Inside Blizzard, nerves about the studio’s future were running high, not least because Brevik and other leads had already been caught up in the fallout of a previous corporate implosion. Several years earlier, the studio’s then-parent company Cendant became the center of a million-dollar accounting scandal after falsely inflating its revenue. As its value crashed, the stock compensation paid out to Brevik and others plummeted with it. Now, Vivendi looked to be set on a similarly ruinous path.
(Image credit: Oscar Cuesta (via PureDiablo))
“We’re like, shit, here we go again; these guys above us are crooks—again,” Brevik says. As the company began discussing the possibility of selling Blizzard to shore up Vivendi’s accounts, he and other studio seniors hoped to have a hand in those discussions. But after talks with executives across the Atlantic broke down, and further negotiations around golden parachutes and compensation schemes collapsed, the road ahead looked short. “As the sale became imminent, it was like, we just can’t be part of this,” he says. “We’ve got to take ourselves out of this situation.”

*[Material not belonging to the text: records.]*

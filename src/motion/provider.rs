//! Boundary to the body-model evaluator.
//!
//! The evaluator itself is external: it turns axis-angle parameters into
//! joint positions and mesh vertices. Motions are built eagerly, one
//! evaluation per frame, at load time.

use anyhow::Context;
use nalgebra::Point3;

use super::pose::{Motion, MotionInfo, Pose};
use crate::error::KinematicsError;

/// 体幹以外の関節回転パラメータ数 (21関節 × axis-angle)
pub const BODY_POSE_LEN: usize = 63;

/// 1フレーム分の入力パラメータ
#[derive(Debug, Clone, Copy, PartialEq)]
pub struct FrameParameters {
    /// ルート回転 (axis-angle)
    pub global_orientation: [f64; 3],
    /// 関節1..=21 の回転 (axis-angle を連結)
    pub body_pose: [f64; BODY_POSE_LEN],
    pub translation: [f64; 3],
}

impl FrameParameters {
    pub fn rest() -> Self {
        Self {
            global_orientation: [0.0; 3],
            body_pose: [0.0; BODY_POSE_LEN],
            translation: [0.0; 3],
        }
    }
}

/// データセット1本分の生パラメータ列
#[derive(Debug, Clone, Default)]
pub struct MotionParameters {
    pub frame_rate: f64,
    pub root_orient: Vec<[f64; 3]>,
    pub pose_body: Vec<[f64; BODY_POSE_LEN]>,
    pub trans: Vec<[f64; 3]>,
}

impl MotionParameters {
    pub fn num_frames(&self) -> usize {
        self.root_orient.len()
    }

    pub fn frame(&self, i: usize) -> Option<FrameParameters> {
        Some(FrameParameters {
            global_orientation: *self.root_orient.get(i)?,
            body_pose: *self.pose_body.get(i)?,
            translation: *self.trans.get(i)?,
        })
    }

    fn check_shape(&self) -> Result<(), KinematicsError> {
        let n = self.root_orient.len();
        if self.pose_body.len() != n || self.trans.len() != n {
            return Err(KinematicsError::parameter_shape(format!(
                "root_orient has {} frames, pose_body {}, trans {}",
                n,
                self.pose_body.len(),
                self.trans.len()
            )));
        }
        Ok(())
    }
}

/// 体モデル評価器
pub trait PoseProvider {
    /// パラメータから (関節位置, メッシュ頂点) を返す
    fn evaluate(
        &self,
        params: &FrameParameters,
    ) -> anyhow::Result<(Vec<Point3<f64>>, Vec<Point3<f64>>)>;
}

impl Motion {
    /// 全フレームを評価してモーションを構築する
    pub fn load(
        info: MotionInfo,
        params: &MotionParameters,
        provider: &dyn PoseProvider,
    ) -> anyhow::Result<Self> {
        params.check_shape()?;

        let mut poses = Vec::with_capacity(params.num_frames());
        for i in 0..params.num_frames() {
            let frame = params
                .frame(i)
                .ok_or_else(|| KinematicsError::parameter_shape(format!("frame {} missing", i)))?;
            let (joints, vertices) = provider
                .evaluate(&frame)
                .with_context(|| format!("{}: evaluating frame {}", info.name, i))?;
            poses.push(Pose::from_parts(i, joints, vertices)?);
        }

        Ok(Motion::new(info, params.frame_rate, poses)?)
    }
}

We’ve got to take ourselves out of this situation.
David Brevik
In 2003, as Diablo 3 lay half finished, Brevik and Blizzard North veterans Erich Schaefer, Max Schaefer and Bill Roper left the company to form their own: Flagship Studios. More employee resignations followed in the months after, and two years later, Vivendi announced the total closure of Blizzard North. The studio that had created the Diablo series had been dissolved, and the team behind its latest incarnation scattered.
It would be another five years before the newly minted Blizzard Entertainment announced Diablo 3 at the 2008 Blizzard Worldwide Invitational, and another four before the game hit shelves. What arrived, though, was far removed from what the team at Blizzard North had originally envisioned. The social MMO elements were gone entirely, the gritty tone of the series’ past replaced with a lighter touch, and the shared overworld absent in favor of optional online co-op reminiscent of the game’s predecessors. Of the few online features that were implemented, the most notorious was the Auction House—a real-money store that allowed players to trade items with one another—which earned so much derision that it was eventually removed entirely.
(Image credit: Blizzard)
Brevik, though, shows little regret for how things turned out. “I’m happy with my decisions,” he says. “I thought that I ended up being true to myself instead of kowtowing to the executives that can play with us like we’re nothing.”
But given the continuing popularity of Diablo and the fourth entry’s similarities to Blizzard North’s canned game, was it the one that got away? “We were really excited about doing it, and I think it would have been great,” he says. “But it just wasn’t meant to be.”